## Work request
What you return must match every record word for word.

## Input records
────────
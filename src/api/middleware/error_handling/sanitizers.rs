use axum::{
    http::StatusCode,
    response::{IntoResponse, Response},
    Json,
};

use super::config::ErrorHandlingConfig;
use crate::api::errors::ErrorBody;

const MAX_DETAIL_LENGTH: usize = 200;

/// Error sanitization utilities
pub struct ErrorSanitizer;

impl ErrorSanitizer {
    /// Redact messages that mention credentials and cap their length
    pub fn sanitize_error_message(message: &str, config: &ErrorHandlingConfig) -> String {
        let lower = message.to_lowercase();
        if config
            .sensitive_patterns
            .iter()
            .any(|pattern| lower.contains(pattern.as_str()))
        {
            return "An error occurred".to_string();
        }

        if message.chars().count() > MAX_DETAIL_LENGTH {
            let truncated: String = message.chars().take(MAX_DETAIL_LENGTH).collect();
            format!("{}...", truncated)
        } else {
            message.to_string()
        }
    }

    /// Envelope response with no field errors
    pub fn create_error_response(
        status: StatusCode,
        message: &str,
        detail: Option<String>,
    ) -> Response {
        let body = ErrorBody {
            success: false,
            error: message.to_string(),
            errors: Vec::new(),
            detail,
        };
        (status, Json(body)).into_response()
    }
}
────────
## Solution to the exercise
filename src/api/middleware/error_handling/sanitizers.rs
use axum::{
    http::StatusCode,
    response::{IntoResponse, Response},
    Json,
};

use super::config::ErrorHandlingConfig;
use crate::api::errors::ErrorBody;

const MAX_DETAIL_LENGTH: usize = 200;

/// Error sanitization utilities
pub struct ErrorSanitizer;

impl ErrorSanitizer {
    /// Redact messages that mention credentials and cap their length
    pub fn sanitize_error_message(message: &str, config: &ErrorHandlingConfig) -> String {
        let lower = message.to_lowercase();
        if config
            .sensitive_patterns
            .iter()
            .any(|pattern| lower.contains(pattern.as_str()))
        {
            return "An error occurred".to_string();
        }

        if message.chars().count() > MAX_DETAIL_LENGTH {
            let truncated: String = message.chars().take(MAX_DETAIL_LENGTH).collect();
            format!("{}...", truncated)
        } else {
            message.to_string()
        }
    }

    /// Envelope response with no field errors
    pub fn create_error_response(
        status: StatusCode,
        message: &str,
        detail: Option<String>,
    ) -> Response {
        let body = ErrorBody {
            success: false,
            error: message.to_string(),
            errors: Vec::new(),
            detail,
        };
        (status, Json(body)).into_response()
    }
}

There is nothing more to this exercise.